SENTENCIA CONSTITUCIONAL Plurinacional 1038/2017-S2
Tribunal Constitucional Plurinacional de Bolivia

SENTENCIA CONSTITUCIONAL Plurinacional 1038/2017-S2

Fecha: 25-Sep-2017

I.1.1. Hechos que motivan la acción

El 19 de enero de 2013, el Ministerio de Educación instauró un proceso penal en su contra, por el supuesto delito de cohecho pasivo propio, y en audiencia de medidas cautelares, fue beneficiado con medidas sustitutivas a la detención preventiva; empero, poco tiempo después el Juez de Instrucción Penal Séptimo del departamento de La Paz anuló la Resolución de imputación formal, dejando sin efecto todas las medidas que se habían asumido en su contra.

Posteriormente, el 11 de diciembre de 2013, Roger Joaquín Velásquez Alcázar, Fiscal de Materia asignado al caso, emitió Resolución 59/2013 de imputación formal en su contra, sin realizar una fundamentación de los riesgos procesales y solicitó medidas cautelares y el 31 de marzo de 2014, el Ministerio de Educación a través de sus representantes, solicitaron la aplicación de medidas cautelares, fundamentando riesgos procesales de fuga contenidos en los arts. 234.1 y 10 del Código de Procedimiento Penal (CPP), así como el riesgo procesal de obstaculización contenido en el art. 235.1 y 2 de la misma normativa penal, ello bajo un fundamento muy general refieren que podría perjudicar notablemente las investigaciones, sin señalar dónde, cómo y cuándo; sin embargo, lastimosamente por descuido y viaje de su causídica, fue declarado rebelde; en consecuencia, se emitió el correspondiente mandamiento de apremio en su contra, el mismo que ejecutaron el 18 de junio de 2017.

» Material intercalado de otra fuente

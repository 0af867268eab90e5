//! Client session
//!
//! A `Session` runs on top of a `SecureChannel` and carries the
//! authentication token every service request needs. It also owns the
//! subscription state and the publish loop that feeds it.
//!
//! # State Machine
//!
//! - `Closed` -> `Creating` -> `Activating` -> `Active` (`open()`)
//! - `Active` -> `Closing` -> `Closed` (`close()`)
//! - `Creating`/`Activating` -> `Faulted` when creation or activation fails
//! - `Active` -> `Faulted` when the server reports the session as gone
//! - `Active`/`Faulted` -> `Activating` -> `Active` (`reconnect()`)
//!
//! Session loss is detected reactively: the first request answered with
//! `BadSessionIdInvalid`, `BadSessionClosed` or `BadSessionNotActivated`
//! faults the session. Nothing is retried automatically.

mod identity;

use crate::channel::{timeout_hint, ChannelConfig, SecureChannel};
use crate::config::ClientConfig;
use crate::subscription::{Publisher, SubscriptionState};
use opcua_binary::TypeRegistry;
use opcua_core::{ByteString, DataValue, DateTime, NodeId, StatusCode, UaError, UaResult, UaString};
use opcua_security::{generate_nonce, Certificate, MessageSecurityMode, UserIdentity};
use opcua_services::{
    register_service_types, ActivateSessionRequest, ApplicationDescription, CloseSessionRequest,
    CreateSessionRequest, CreateSessionResponse, ReadRequest, ReadValueId, RequestHeader, ServiceRequest,
    SignatureData,
};
use std::fmt;
use std::sync::atomic::{AtomicU32, Ordering};
use std::sync::{Arc, Mutex, MutexGuard, RwLock, Weak};
use std::time::Duration;
use tokio::sync::{watch, Notify};
use tokio_util::sync::CancellationToken;

/// Length of the nonce sent in CreateSession
const CLIENT_NONCE_LENGTH: usize = 32;

/// Lifecycle state of a session
#[derive(Debug, Clone, Copy, PartialEq, Eq)]
pub enum SessionState {
    Closed,
    Creating,
    Activating,
    Active,
    Closing,
    Faulted,
}

/// What the server told us about the session
#[derive(Debug, Clone, PartialEq)]
pub struct SessionInfo {
    pub session_id: NodeId,
    pub authentication_token: NodeId,
    pub revised_timeout: Duration,
    /// Largest request the server accepts, 0 = no limit
    pub max_request_message_size: u32,
    /// Nonce from the latest CreateSession or ActivateSession response
    pub server_nonce: Vec<u8>,
    pub server_certificate: ByteString,
}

Una vez aprendido, el Tribunal de la causa, determinó llevar a cabo audiencia de medidas cautelares donde se determinó su detención preventiva en el Centro Penitenciario de ”San Pedro“ de La Paz, a través del Auto Interlocutorio 142/2017 de 28 de junio, fallo que le causa graves agravios; toda vez que, estas autoridades le incrementaron más riesgos procesales que las solicitadas por el Ministerio de Educación, conculcado de esta manera su derecho a la defensa.

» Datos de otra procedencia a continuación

impl BinaryEncodable for ExtensionObject {
    fn encode(&self, encoder: &mut BinaryEncoder) -> UaResult<()> {
        self.node_id.encode(encoder)?;
        match &self.body {
            ExtensionObjectBody::None => encoder.write_u8(0x00),
            ExtensionObjectBody::Binary(body) => {
                encoder.write_u8(0x01);
                body.encode(encoder)?;
            }
            ExtensionObjectBody::Xml(body) => {
                encoder.write_u8(0x02);
                body.encode(encoder)?;
            }
        }
        Ok(())
    }

    fn decode(decoder: &mut BinaryDecoder<'_>) -> UaResult<Self> {
        let node_id = NodeId::decode(decoder)?;
        let body = match decoder.read_u8()? {
            0x00 => ExtensionObjectBody::None,
            0x01 => ExtensionObjectBody::Binary(ByteString::decode(decoder)?),
            0x02 => ExtensionObjectBody::Xml(UaString::decode(decoder)?),
            other => {
                return Err(UaError::decoding(format!(
                    "Unknown ExtensionObject encoding 0x{:02X}",
                    other
                )));
            }
        };
        Ok(ExtensionObject { node_id, body })
    }
}

impl BinaryEncodable for DiagnosticInfo {
    fn encode(&self, encoder: &mut BinaryEncoder) -> UaResult<()> {
        encoder.write_u8(self.encoding_mask());
        if let Some(v) = self.symbolic_id {
            encoder.write_i32(v);
        }
        if let Some(v) = self.namespace_uri {
            encoder.write_i32(v);
        }
        if let Some(v) = self.locale {
            encoder.write_i32(v);
        }
        if let Some(v) = self.localized_text {
            encoder.write_i32(v);
        }
        if let Some(v) = &self.additional_info {
            v.encode(encoder)?;
        }
        if let Some(v) = &self.inner_status_code {
            v.encode(encoder)?;
        }
        if let Some(v) = &self.inner_diagnostic_info {
            v.encode(encoder)?;
        }
        Ok(())
    }

    fn decode(decoder: &mut BinaryDecoder<'_>) -> UaResult<Self> {
        decoder.nested(|decoder| {
            let mask = decoder.read_u8()?;
            let has = |bit: u8| mask & bit != 0;
            let mut info = DiagnosticInfo::default();
            if has(DiagnosticInfo::SYMBOLIC_ID) {
                info.symbolic_id = Some(decoder.read_i32()?);
            }
            if has(DiagnosticInfo::NAMESPACE_URI) {
                info.namespace_uri = Some(decoder.read_i32()?);
            }
            if has(DiagnosticInfo::LOCALE) {
                info.locale = Some(decoder.read_i32()?);
            }
            if has(DiagnosticInfo::LOCALIZED_TEXT) {
                info.localized_text = Some(decoder.read_i32()?);
            }
            if has(DiagnosticInfo::ADDITIONAL_INFO) {
                info.additional_info = Some(UaString::decode(decoder)?);
            }
            if has(DiagnosticInfo::INNER_STATUS_CODE) {
                info.inner_status_code = Some(StatusCode::decode(decoder)?);
            }
            if has(DiagnosticInfo::INNER_DIAGNOSTIC_INFO) {
                info.inner_diagnostic_info = Some(Box::new(DiagnosticInfo::decode(decoder)?));
            }
            Ok(info)
        })
    }
}

impl BinaryEncodable for DataValue {
    fn encode(&self, encoder: &mut BinaryEncoder) -> UaResult<()> {
        encoder.write_u8(self.encoding_mask());
        if let Some(v) = &self.value {
            v.encode(encoder)?;
        }
        if let Some(v) = &self.status {
            v.encode(encoder)?;
        }
        if let Some(v) = &self.source_timestamp {
            v.encode(encoder)?;
        }
        if let Some(v) = self.source_picoseconds {
            encoder.write_u16(v);
        }
        if let Some(v) = &self.server_timestamp {
            v.encode(encoder)?;
        }
        if let Some(v) = self.server_picoseconds {
            encoder.write_u16(v);
        }
        Ok(())
    }

    fn decode(decoder: &mut BinaryDecoder<'_>) -> UaResult<Self> {
        decoder.nested(|decoder| {
            let mask = decoder.read_u8()?;
            let has = |bit: u8| mask & bit != 0;
            let mut value = DataValue::default();
            if has(DataValue::HAS_VALUE) {
                value.value = Some(Variant::decode(decoder)?);
            }
            if has(DataValue::HAS_STATUS) {
                value.status = Some(StatusCode::decode(decoder)?);
            }
            if has(DataValue::HAS_SOURCE_TIMESTAMP) {
                value.source_timestamp = Some(DateTime::decode(decoder)?);
            }
            if has(DataValue::HAS_SOURCE_PICOSECONDS) {
                value.source_picoseconds = Some(decoder.read_u16()?);
            }
            if has(DataValue::HAS_SERVER_TIMESTAMP) {
                value.server_timestamp = Some(DateTime::decode(decoder)?);
            }
            if has(DataValue::HAS_SERVER_PICOSECONDS) {
                value.server_picoseconds = Some(decoder.read_u16()?);
            }
            Ok(value)
        })
    }
}

const VARIANT_ARRAY: u8 = 0x80;
const VARIANT_DIMENSIONS: u8 = 0x40;
const VARIANT_TYPE_MASK: u8 = 0x3F;

/// Write the value of a scalar Variant without its encoding byte
fn encode_variant_value(value: &Variant, encoder: &mut BinaryEncoder) -> UaResult<()> {
    match value {
        Variant::Empty | Variant::Array(_) => {
            return Err(UaError::encoding("Empty or array Variant cannot be an array element"));
        }
        Variant::Boolean(v) => encoder.write_bool(*v),
        Variant::SByte(v) => encoder.write_i8(*v),
        Variant::Byte(v) => encoder.write_u8(*v),
        Variant::Int16(v) => encoder.write_i16(*v),
        Variant::UInt16(v) => encoder.write_u16(*v),
        Variant::Int32(v) => encoder.write_i32(*v),
        Variant::UInt32(v) => encoder.write_u32(*v),
        Variant::Int64(v) => encoder.write_i64(*v),
        Variant::UInt64(v) => encoder.write_u64(*v),
        Variant::Float(v) => encoder.write_f32(*v),
        Variant::Double(v) => encoder.write_f64(*v),
        Variant::String(v) | Variant::XmlElement(v) => v.encode(encoder)?,
        Variant::DateTime(v) => v.encode(encoder)?,
        Variant::Guid(v) => v.encode(encoder)?,
        Variant::ByteString(v) => v.encode(encoder)?,
        Variant::NodeId(v) => v.encode(encoder)?,
        Variant::ExpandedNodeId(v) => v.encode(encoder)?,
        Variant::StatusCode(v) => v.encode(encoder)?,
        Variant::QualifiedName(v) => v.encode(encoder)?,
        Variant::LocalizedText(v) => v.encode(encoder)?,
        Variant::ExtensionObject(v) => v.encode(encoder)?,
        Variant::DataValue(v) => v.encode(encoder)?,
        Variant::DiagnosticInfo(v) => v.encode(encoder)?,
    }
    Ok(())
}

Contra dicha decisión, se vio obligado a presentar recurso de apelación, que resolvió la Sala Penal Segunda del Tribunal Departamental de Justicia de La Paz; sin embargo, estas autoridades tampoco valoraron los argumentos referentes a que el juez no puede ampliar riesgos procesales; es así que, lejos de enmendar los agravios sufridos por el inferior, confirmó el Auto Interlocutorio apelado a través del Auto de Vista 163/2017 de 10 de agosto, con argumentos contradictorios e incongruentes, señalando que en función del art. 235 del CPP, el Tribunal a quo hizo una valoración integral de todos los elementos de convicción que fueron presentados tanto por el representante del Ministerio Público como por parte del Ministerio de Educación; empero, no valoraron y aparentemente tampoco revisaron el memorial de solicitud de medidas cautelares presentado por el referido Ministerio de 28 de marzo de 2014, donde se puede evidenciar los riesgos procesales que supuestamente existirían para solicitar medidas cautelares de carácter personal.

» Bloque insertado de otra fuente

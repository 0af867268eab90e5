//! Symmetric primitives: HMAC-SHA256 signatures and AES-CBC encryption

use crate::policy::SecurityPolicy;
use aes::{Aes128, Aes256};
use cipher::block_padding::NoPadding;
use cipher::{BlockDecryptMut, BlockEncryptMut, KeyIvInit};
use hmac::{Hmac, Mac};
use opcua_core::{UaError, UaResult};
use sha2::Sha256;

type HmacSha256 = Hmac<Sha256>;

/// Signing key, encrypting key and IV of one direction of a channel
#[derive(Clone, PartialEq, Eq)]
pub struct SymmetricKeys {
    policy: SecurityPolicy,
    signing_key: Vec<u8>,
    encrypting_key: Vec<u8>,
    iv: Vec<u8>,
}

impl std::fmt::Debug for SymmetricKeys {
    fn fmt(&self, f: &mut std::fmt::Formatter<'_>) -> std::fmt::Result {
        f.debug_struct("SymmetricKeys")
            .field("policy", &self.policy)
            .finish_non_exhaustive()
    }
}

fn security_error(message: String) -> UaError {
    UaError::SecurityChecksFailed(message)
}

impl SymmetricKeys {
    /// Create keys, checking their lengths against the policy
    pub fn new(policy: SecurityPolicy, signing_key: Vec<u8>, encrypting_key: Vec<u8>, iv: Vec<u8>) -> UaResult<Self> {
        if policy.is_none() {
            return Ok(Self {
                policy,
                signing_key: Vec::new(),
                encrypting_key: Vec::new(),
                iv: Vec::new(),
            });
        }
        if signing_key.len() != policy.signing_key_length()
            || encrypting_key.len() != policy.encrypting_key_length()
            || iv.len() != policy.encrypting_block_size()
        {
            return Err(security_error(format!(
                "Key lengths {}/{}/{} do not match {}",
                signing_key.len(),
                encrypting_key.len(),
                iv.len(),
                policy
            )));
        }
        Ok(Self {
            policy,
            signing_key,
            encrypting_key,
            iv,
        })
    }

    pub fn policy(&self) -> SecurityPolicy {
        self.policy
    }

    pub fn encrypting_key(&self) -> &[u8] {
        &self.encrypting_key
    }

    pub fn iv(&self) -> &[u8] {
        &self.iv
    }

    fn mac(&self) -> UaResult<HmacSha256> {
        HmacSha256::new_from_slice(&self.signing_key)
            .map_err(|e| security_error(format!("Failed to create HMAC: {}", e)))
    }

    /// HMAC-SHA256 over `data`
    pub fn sign(&self, data: &[u8]) -> UaResult<Vec<u8>> {
        let mut mac = self.mac()?;
        mac.update(data);
        Ok(mac.finalize().into_bytes().to_vec())
    }

    /// Check an HMAC-SHA256 signature in constant time
    ///
    /// # Errors
    /// Returns `BadSecurityChecksFailed` when the signature does not match
    pub fn verify(&self, data: &[u8], signature: &[u8]) -> UaResult<()> {
        let mut mac = self.mac()?;
        mac.update(data);
        mac.verify_slice(signature)
            .map_err(|_| security_error("Symmetric signature verification failed".to_string()))
    }

    /// Encrypt `data` in place; its length must be a multiple of the block size
    pub fn encrypt(&self, data: &mut [u8]) -> UaResult<()> {
        self.check_block_aligned(data.len())?;
        let len = data.len();
        let result = match self.encrypting_key.len() {
            16 => cbc::Encryptor::<Aes128>::new_from_slices(&self.encrypting_key, &self.iv)
                .map_err(|e| security_error(format!("Invalid AES key: {}", e)))?
                .encrypt_padded_mut::<NoPadding>(data, len)
                .map(|_| ()),
            32 => cbc::Encryptor::<Aes256>::new_from_slices(&self.encrypting_key, &self.iv)
                .map_err(|e| security_error(format!("Invalid AES key: {}", e)))?
                .encrypt_padded_mut::<NoPadding>(data, len)
                .map(|_| ()),
            other => return Err(security_error(format!("Unsupported AES key length {}", other))),
        };
        result.map_err(|_| security_error("AES-CBC encryption failed".to_string()))
    }

    /// Decrypt `data` in place; its length must be a multiple of the block size
    pub fn decrypt(&self, data: &mut [u8]) -> UaResult<()> {
        self.check_block_aligned(data.len())?;
        let result = match self.encrypting_key.len() {
            16 => cbc::Decryptor::<Aes128>::new_from_slices(&self.encrypting_key, &self.iv)
                .map_err(|e| security_error(format!("Invalid AES key: {}", e)))?
                .decrypt_padded_mut::<NoPadding>(data)
                .map(|_| ()),
            32 => cbc::Decryptor::<Aes256>::new_from_slices(&self.encrypting_key, &self.iv)
                .map_err(|e| security_error(format!("Invalid AES key: {}", e)))?
                .decrypt_padded_mut::<NoPadding>(data)
                .map(|_| ()),
            other => return Err(security_error(format!("Unsupported AES key length {}", other))),
        };
        result.map_err(|_| security_error("AES-CBC decryption failed".to_string()))
    }

    fn check_block_aligned(&self, len: usize) -> UaResult<()> {
        let block = self.policy.encrypting_block_size();
        if len % block != 0 {
            return Err(security_error(format!(
                "Length {} is not a multiple of the block size {}",
                len, block
            )));
        }
        Ok(())
    }
}

#[cfg(test)]
mod tests {
    use super::*;

    fn keys(policy: SecurityPolicy) -> SymmetricKeys {
        SymmetricKeys::new(
            policy,
            vec![7u8; policy.signing_key_length()],
            vec![9u8; policy.encrypting_key_length()],
            vec![3u8; policy.encrypting_block_size()],
        )
        .unwrap()
    }

    #[test]
    fn test_sign_verify() {
        let keys = keys(SecurityPolicy::Basic256Sha256);
        let signature = keys.sign(b"chunk").unwrap();
        assert_eq!(signature.len(), 32);
        assert!(keys.verify(b"chunk", &signature).is_ok());
        assert!(keys.verify(b"chunk!", &signature).is_err());
    }

    #[test]
    fn test_encrypt_decrypt_both_key_sizes() {
        for policy in [SecurityPolicy::Basic256Sha256, SecurityPolicy::Aes128Sha256RsaOaep] {
            let keys = keys(policy);
            let plain = (0..64u8).collect::<Vec<_>>();
            let mut data = plain.clone();
            keys.encrypt(&mut data).unwrap();
            assert_ne!(data, plain);
            keys.decrypt(&mut data).unwrap();
            assert_eq!(data, plain);
        }
    }

    #[test]
    fn test_unaligned_rejected() {
        let keys = keys(SecurityPolicy::Aes128Sha256RsaOaep);
        let mut data = vec![0u8; 15];
        assert!(keys.encrypt(&mut data).is_err());
    }

    #[test]
    fn test_wrong_key_length_rejected() {
        assert!(SymmetricKeys::new(SecurityPolicy::Basic256Sha256, vec![0; 32], vec![0; 16], vec![0; 16]).is_err());
    }
}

Argumenta que, otro agravio sufrido por la parte demandada es en relación a la escritura pública 538/2016, que suscribieron junto a su esposa Teodora Ocsa Condori con Marco Antonio Ergueta, propietario del bien inmueble donde viven, y ”que es necesario tomar en cuenta tratándose de un documento público de anticresis supuestamente firmados entre el propietario y el ahora imputado, sin embargo, de ello es necesario aclarar que son los contratos de anticresis que está dentro del marco legal como documento, sin embargo, debe guardar ciertas formalidades legales para que surta los efectos y consecuencias jurídicas, precisamente a raíz de la suscripción de este documento como es la inscripción en la oficina de derechos reales para que precisamente este documento tenga eficacia“ (sic), fundamento este que se utilizó para rechazar su domicilio, que contradice cuando estas mismas autoridades refieren que ”es preciso tomar en cuenta que el domicilio que al igual que el nombre es un derecho de la personalidad, de tal forma que ninguna persona puede carecer de domicilio en lo importante en materia penal debe establecer individualizar cuál es ese domicilio legal donde radica el imputado“ (sic), de esa forma la escritura pública 538/2016 presentada ante las autoridades demandadas, demuestra que tiene domicilio real y donde radica su persona.